Line dry or on a warm (not hot) cycle in the dryer.
- All Ground Effect clothing enjoys a warm 40ºC machine wash. Try to avoid cold-water detergents and those with bleach, 'oxygen whitener' or fabric softener.
- The cold-water varieties have little enzymes that are super-charged to brave the cold but can damage technical fabrics and cause skin irritation.
- Bleach rots natural fibres like merino, strips the dye, attacks laminates of waterproof fabrics and can also cause skin irritation.
- Sodium Percarbonate (the main ingredient in oxygen whitener) can make colours run.
- Fabric softener and stuff containing it like wool wash destroys the water repellent finish on waterproof and water resistant fabrics, and can cause colours to run.
As a rule of thumb, a product that is easy on the planet is also easy on your body.
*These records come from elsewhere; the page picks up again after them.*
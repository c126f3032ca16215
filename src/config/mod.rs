//!
//! Configuration structures for the edge server.
//!
//! A configuration can be created in several ways:
//! - From an environment-specific TOML file via `Config::from_rust_env` or `Config::from_toml_file`
//! - From a TOML string via `Config::from_toml` or `str::parse`
//! - Programmatically via the builder methods on `Config`
//!
//! TOML text may reference environment variables as `{{ VAR_NAME }}`; they
//! are substituted before parsing.
//!
//! Sections:
//!
//! - `HttpConfig` for the server, with `[http.idempotency]` and `[http.etag]`
//! - `LoggingConfig` for the tracing subscriber
//!
mod http;
mod logging;

pub use http::*;
pub use logging::*;

pub use byte_unit::Byte;

use {
    crate::{Error, Result, utils::replace_handlebars_with_env},
    serde::Deserialize,
    std::{env, fs, str::FromStr, time::Duration},
};

#[derive(Debug, Clone, Deserialize)]
pub struct Config {
    #[serde(default)]
    pub http: HttpConfig,
    #[serde(default)]
    pub logging: LoggingConfig,
}

impl Default for Config {
    ///
    /// Loads `config/{RUST_ENV}.toml` when RUST_ENV is set and the file
    /// parses, and falls back to built-in defaults otherwise.
    ///
    fn default() -> Self {
        match Self::from_rust_env() {
            Ok(config) => config,
            Err(_) => Config {
                http: HttpConfig::default(),
                logging: LoggingConfig::default(),
            },
        }
    }
}

impl Config {
    ///
    /// Loads the configuration file named by the RUST_ENV environment variable.
    ///
    pub fn from_rust_env() -> Result<Config> {
        Self::from_toml_file(env::var("RUST_ENV")?)
    }

    ///
    /// Loads "config/{env}.toml", substitutes environment variables and parses it.
    ///
    pub fn from_toml_file(env: impl AsRef<str>) -> Result<Config> {
        let path = format!("config/{}.toml", env.as_ref());
        let text = fs::read_to_string(path)?;
        Self::from_toml(&text)
    }

    ///
    /// Parses a configuration string in TOML format.
    ///
    pub fn from_toml(toml_str: &str) -> Result<Config> {
        toml_str.parse()
    }

    /// Sets the HTTP server bind address.
    pub fn with_bind_addr<S: AsRef<str>>(mut self, addr: S) -> Self {
        self.http.bind_addr = addr.as_ref().into();
        self
    }

    /// Sets the HTTP server bind port.
    pub fn with_bind_port(mut self, port: u16) -> Self {
        self.http.bind_port = port;
        self
    }

    /// Sets the request timeout duration.
    pub fn with_request_timeout(mut self, timeout: Duration) -> Self {
        self.http.request_timeout = Some(timeout);
        self
    }

    /// Sets the maximum payload size in bytes.
    pub fn with_max_payload_size_bytes(mut self, size: u64) -> Self {
        self.http.max_payload_size_bytes = Byte::from_u64(size);
        self
    }

    /// Sets the liveness route path.
    pub fn with_liveness_route(mut self, route: &str) -> Self {
        self.http.liveness_route = route.into();
        self
    }

    /// Sets the readiness route path.
    pub fn with_readiness_route(mut self, route: &str) -> Self {
        self.http.readiness_route = route.into();
        self
    }

    /// Sets the graceful shutdown timeout.
    pub fn with_shutdown_timeout(mut self, timeout: Duration) -> Self {
        self.http.shutdown_timeout = timeout;
        self
    }

    /// Enables the idempotency coordinator with the given settings.
    pub fn with_idempotency_config(mut self, config: HttpIdempotencyConfig) -> Self {
        self.http.idempotency = Some(config);
        self
    }

    /// Enables ETag tagging of read responses with the given settings.
    pub fn with_etag_config(mut self, config: HttpETagConfig) -> Self {
        self.http.etag = Some(config);
        self
    }

    /// Sets the log format.
    pub fn with_log_format(mut self, format: LogFormat) -> Self {
        self.logging.format = format;
        self
    }

    /// Activates only the listed middlewares.
    pub fn with_included_middlewares(mut self, middlewares: Vec<HttpMiddleware>) -> Self {
        self.http.middleware = Some(HttpMiddlewareConfig::Include(middlewares));
        self
    }

    /// Activates every middleware except the listed ones.
    pub fn with_excluded_middlewares(mut self, middlewares: Vec<HttpMiddleware>) -> Self {
        self.http.middleware = Some(HttpMiddlewareConfig::Exclude(middlewares));
        self
    }

    /// Checks every section.
    pub fn validate(&self) -> Result<()> {
        self.http.validate()?;
        self.logging.validate()?;
        Ok(())
    }

    ///
    /// Installs the global tracing subscriber for the configured format.
    /// Filtering follows `RUST_LOG`. Call early, before anything logs.
    ///
    pub fn setup_tracing(&self) {
        use tracing_subscriber::{EnvFilter, prelude::*};
        let env_filter = EnvFilter::from_default_env();
        match self.logging.format {
            LogFormat::Json => {
                let _ = tracing_subscriber::registry()
                    .with(tracing_subscriber::fmt::layer().json())
                    .with(env_filter)
                    .try_init();
            }
            LogFormat::Default => {
                let _ = tracing_subscriber::registry()
                    .with(tracing_subscriber::fmt::layer())
                    .with(env_filter)
                    .try_init();
            }
            LogFormat::Compact => {
                let _ = tracing_subscriber::registry()
                    .with(tracing_subscriber::fmt::layer().compact())
                    .with(env_filter)
                    .try_init();
            }
            LogFormat::Pretty => {
                let _ = tracing_subscriber::registry()
                    .with(tracing_subscriber::fmt::layer().pretty())
                    .with(env_filter)
                    .try_init();
            }
        }
    }
}

impl FromStr for Config {
    type Err = Error;
    fn from_str(s: &str) -> Result<Self> {
        let config_file = replace_handlebars_with_env(s);
        let config = toml::from_str::<Config>(&config_file)?;
        Ok(config)
    }
}
use {
    crate::{Error, Result},
    serde::Deserialize,
    std::time::Duration,
};

/// Configuration of the idempotency coordinator.
///
/// Mutating requests (POST, PUT, PATCH) are keyed either by the client's
/// `Idempotency-Key` / `X-Idempotency-Key` header or by a SHA-256 fingerprint
/// of the request. The first response for a key is cached for `ttl` and
/// replayed to every later request with the same key. Duplicates that arrive
/// while the first execution is running wait up to `in_flight_wait` for it.
///
/// ```toml
/// [http.idempotency]
/// ttl = "24h"
/// require_header = false
/// in_flight_wait = "5s"
/// sweep_interval = "5m"
/// stale_after = "5m"
/// max_entries = 10000
/// stats_route = "/api/idempotency/stats"
/// ```
#[derive(Debug, Clone, Deserialize)]
pub struct HttpIdempotencyConfig {
    /// How long a captured response stays valid. Default: 24 hours.
    #[serde(
        default = "HttpIdempotencyConfig::default_ttl",
        with = "humantime_serde"
    )]
    pub ttl: Duration,

    /// Reject mutating requests that carry no idempotency key header with a
    /// 400. Default: false (derive a key instead).
    #[serde(default)]
    pub require_header: bool,

    /// Upper bound on how long a duplicate waits for the in-flight original
    /// before executing on its own. Default: 5 seconds.
    #[serde(
        default = "HttpIdempotencyConfig::default_in_flight_wait",
        with = "humantime_serde"
    )]
    pub in_flight_wait: Duration,

    /// Period of the background sweep. Default: 5 minutes.
    #[serde(
        default = "HttpIdempotencyConfig::default_sweep_interval",
        with = "humantime_serde"
    )]
    pub sweep_interval: Duration,

    /// Age after which an in-flight marker counts as abandoned. Default: 5 minutes.
    #[serde(
        default = "HttpIdempotencyConfig::default_stale_after",
        with = "humantime_serde"
    )]
    pub stale_after: Duration,

    /// Maximum number of cached responses. Default: 10000.
    #[serde(default = "HttpIdempotencyConfig::default_max_entries")]
    pub max_entries: usize,

    /// Largest request body buffered for key derivation. Defaults to the
    /// server's `max_payload_size_bytes` when unset.
    #[serde(default)]
    pub max_body_bytes: Option<byte_unit::Byte>,

    /// When set, a GET route at this path serves the cache statistics.
    #[serde(default)]
    pub stats_route: Option<String>,
}

impl HttpIdempotencyConfig {
    fn default_ttl() -> Duration {
        Duration::from_secs(24 * 60 * 60)
    }

    fn default_in_flight_wait() -> Duration {
        Duration::from_secs(5)
    }

    fn default_sweep_interval() -> Duration {
        Duration::from_secs(5 * 60)
    }

    fn default_stale_after() -> Duration {
        Duration::from_secs(5 * 60)
    }

    fn default_max_entries() -> usize {
        10_000
    }

    pub fn with_ttl(mut self, ttl: Duration) -> Self {
        self.ttl = ttl;
        self
    }

    pub fn with_require_header(mut self, require: bool) -> Self {
        self.require_header = require;
        self
    }

    pub fn with_in_flight_wait(mut self, wait: Duration) -> Self {
        self.in_flight_wait = wait;
        self
    }

    pub fn with_sweep_interval(mut self, interval: Duration) -> Self {
        self.sweep_interval = interval;
        self
    }

    pub fn with_stale_after(mut self, stale_after: Duration) -> Self {
        self.stale_after = stale_after;
        self
    }

    pub fn with_max_entries(mut self, max_entries: usize) -> Self {
        self.max_entries = max_entries;
        self
    }

    pub fn with_max_body_bytes(mut self, bytes: u64) -> Self {
        self.max_body_bytes = Some(byte_unit::Byte::from_u64(bytes));
        self
    }

    pub fn with_stats_route(mut self, route: &str) -> Self {
        self.stats_route = Some(route.into());
        self
    }

    pub fn validate(&self) -> Result<()> {
        if self.ttl.is_zero() {
            return Err(Error::config(
                "[http.idempotency] ttl must be > 0. Example: ttl = \"24h\"",
            ));
        }
        if self.sweep_interval.is_zero() {
            return Err(Error::config(
                "[http.idempotency] sweep_interval must be > 0. Example: sweep_interval = \"5m\"",
            ));
        }
        if self.max_entries == 0 {
            return Err(Error::config(
                "[http.idempotency] max_entries must be > 0",
            ));
        }
        if let Some(route) = &self.stats_route
            && !route.starts_with('/')
        {
            return Err(Error::config(format!(
                "[http.idempotency] stats_route must start with '/', got {route:?}"
            )));
        }
        Ok(())
    }
}

impl Default for HttpIdempotencyConfig {
    fn default() -> Self {
        Self {
            ttl: Self::default_ttl(),
            require_header: false,
            in_flight_wait: Self::default_in_flight_wait(),
            sweep_interval: Self::default_sweep_interval(),
            stale_after: Self::default_stale_after(),
            max_entries: Self::default_max_entries(),
            max_body_bytes: None,
            stats_route: None,
        }
    }
}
Select a mild plant-based soap like Ecover, Ecostore, Earthwise or Aware.
- Hand washing is sometimes the only option on tour, but a washing machine rinses more thoroughly and is preferable if you have the choice.
Most Ground Effect gear dries super-fast so hanging on the line or drooping over the bedpost is generally the best option. High heat can damage some fabrics so if you do take your threads for a spin, set the device on 'medium' or 'warm' rather than hot. A lap in the dryer is recommended for your rain jacket, after it has dried on the line, as it helps recharge its water repellent finish.
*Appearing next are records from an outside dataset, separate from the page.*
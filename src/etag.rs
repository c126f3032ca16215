//! Content-derived ETags for read responses.
//!
//! A successful GET or HEAD response with a textual or JSON body is buffered,
//! tagged with a weak validator over the exact bytes being sent, and answered
//! with `304 Not Modified` when the request's `If-None-Match` already names
//! that tag.

use {
    crate::{config::HttpETagConfig, fingerprint::weak_etag},
    axum::{
        body::Body,
        extract::Request,
        response::{IntoResponse, Response},
    },
    http::{
        HeaderMap, HeaderValue, Method, StatusCode,
        header::{CACHE_CONTROL, CONTENT_LENGTH, CONTENT_TYPE, ETAG, IF_NONE_MATCH},
    },
    http_body_util::BodyExt,
    std::{
        future::Future,
        pin::Pin,
        task::{Context, Poll},
    },
    tower::{Layer, Service},
};

/// Layer tagging read responses.
#[derive(Debug, Clone)]
pub struct ETagLayer {
    cache_control: HeaderValue,
    tag_length: usize,
}

impl ETagLayer {
    pub fn new(config: &HttpETagConfig) -> Self {
        Self {
            cache_control: HeaderValue::from_str(&config.cache_control)
                .unwrap_or_else(|_| HeaderValue::from_static("private, no-cache")),
            tag_length: config.tag_length,
        }
    }
}

impl Default for ETagLayer {
    fn default() -> Self {
        Self::new(&HttpETagConfig::default())
    }
}

impl<S> Layer<S> for ETagLayer {
    type Service = ETagService<S>;

    fn layer(&self, inner: S) -> Self::Service {
        ETagService {
            inner,
            cache_control: self.cache_control.clone(),
            tag_length: self.tag_length,
        }
    }
}

#[derive(Debug, Clone)]
pub struct ETagService<S> {
    inner: S,
    cache_control: HeaderValue,
    tag_length: usize,
}

impl<S> Service<Request> for ETagService<S>
where
    S: Service<Request, Response = Response> + Clone + Send + 'static,
    S::Future: Send + 'static,
{
    type Response = Response;
    type Error = S::Error;
    type Future = Pin<Box<dyn Future<Output = Result<Self::Response, Self::Error>> + Send>>;

    fn poll_ready(&mut self, cx: &mut Context<'_>) -> Poll<Result<(), Self::Error>> {
        self.inner.poll_ready(cx)
    }

    fn call(&mut self, req: Request) -> Self::Future {
        let applies = matches!(*req.method(), Method::GET | Method::HEAD);
        let if_none_match = req.headers().get(IF_NONE_MATCH).cloned();
        let future = self.inner.call(req);
        let cache_control = self.cache_control.clone();
        let tag_length = self.tag_length;

        Box::pin(async move {
            let response = future.await?;
            if !applies || response.status() != StatusCode::OK || !is_taggable(response.headers())
            {
                return Ok(response);
            }

            let (mut parts, body) = response.into_parts();
            let bytes = match body.collect().await {
                Ok(collected) => collected.to_bytes(),
                Err(err) => {
                    tracing::error!(error = %err, "Response body failed while computing ETag");
                    return Ok(StatusCode::INTERNAL_SERVER_ERROR.into_response());
                }
            };

            let tag = weak_etag(&bytes, tag_length);
            let Ok(tag_value) = HeaderValue::from_str(&tag) else {
                return Ok(Response::from_parts(parts, Body::from(bytes)));
            };

            if if_none_match
                .as_ref()
                .and_then(|v| v.to_str().ok())
                .is_some_and(|candidates| matches_any(candidates, &tag))
            {
                tracing::trace!(etag = %tag, "Client copy is current, sending 304");
                let mut not_modified = Response::new(Body::empty());
                *not_modified.status_mut() = StatusCode::NOT_MODIFIED;
                let headers = not_modified.headers_mut();
                headers.insert(ETAG, tag_value);
                headers.insert(CACHE_CONTROL, cache_control);
                return Ok(not_modified);
            }

            parts.headers.remove(CONTENT_LENGTH);
            parts.headers.insert(ETAG, tag_value);
            parts.headers.insert(CACHE_CONTROL, cache_control);
            Ok(Response::from_parts(parts, Body::from(bytes)))
        })
    }
}

/// JSON (including `+json` suffixes) and `text/*` bodies are tagged. A
/// response without a content type is left alone.
fn is_taggable(headers: &HeaderMap) -> bool {
    let Some(content_type) = headers.get(CONTENT_TYPE).and_then(|v| v.to_str().ok()) else {
        return false;
    };
    let essence = content_type
        .split(';')
        .next()
        .unwrap_or_default()
        .trim()
        .to_ascii_lowercase();
    essence.starts_with("text/") || essence == "application/json" || essence.ends_with("+json")
}

/// Weak comparison of `tag` against an `If-None-Match` list.
fn matches_any(candidates: &str, tag: &str) -> bool {
    let opaque = |t: &str| t.trim().trim_start_matches("W/").to_owned();
    let wanted = opaque(tag);
    candidates
        .split(',')
        .map(str::trim)
        .any(|candidate| candidate == "*" || opaque(candidate) == wanted)
}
- Wash with any of the plant-based products listed above. You can also use a specific sport wash like Grangers Extreme Cleaner, Nikwax Tech Wash or our Atsko 'Sport Wash'. Around NZ$30 from most outdoor shops. Any stubborn stains should be dabbed not rubbed clean. For grease spots you can use a degreaser like Swarfega. It's aggressive stuff though so take care - it might be best left alone as added character.
- Keep it clean, but don’t wash too often. General wear along with washing progressively removes the water repellent treatment from the outside the fabric. This treatment helps rain to bead and run off - and enhances the overall performance of the fabric. Dirt, body oil, sunscreen and sweat also attack the water repellent treatment and can cause the waterproof-breathable membrane to delaminate. Wash frequency depends on how often and how hard you use your garment. We suggest washing after a particularly grubby ride or after say a dozen sessions in the rain. Use your judgement - if the garment looks dirty, the fabric is 'wetting out’ too quickly, or feels clammy then it's probably time for a clean.
- You can help restore the water repellent treatment after washing by line-drying your jacket, then chucking it in the dryer using a warm (not hot) cycle. This 'recharges' the treatment so it lasts a bit longer. When this trick no longer does its magic you can beef up the original treatment to some extent with a product like Nikwax TX Direct - $39 from Ground Effect. A bottle is good for two or three rounds with your jacket. The effectiveness of this process depends on the age and condition of your jacket. Expect ok results if the fabric is only 'wetting out' in patches (the 'mid-life' crisis). If the entire jacket is 'wetting-out' rapidly in light rain then it already has one-foot-in-the-grave and beading is unlikely to improve much from the treatment, the money may be better put towards a new jacket. Note that while the fabric's wetting-out impairs performance, particularly breathability, the HydroFoil laminate should still be waterproof.
- Always ensure your HydroFoil garment is completely dry before storing. Putting it away damp can destroy both the DWR and the waterproof coating. Take care of your gear and it will take care of you.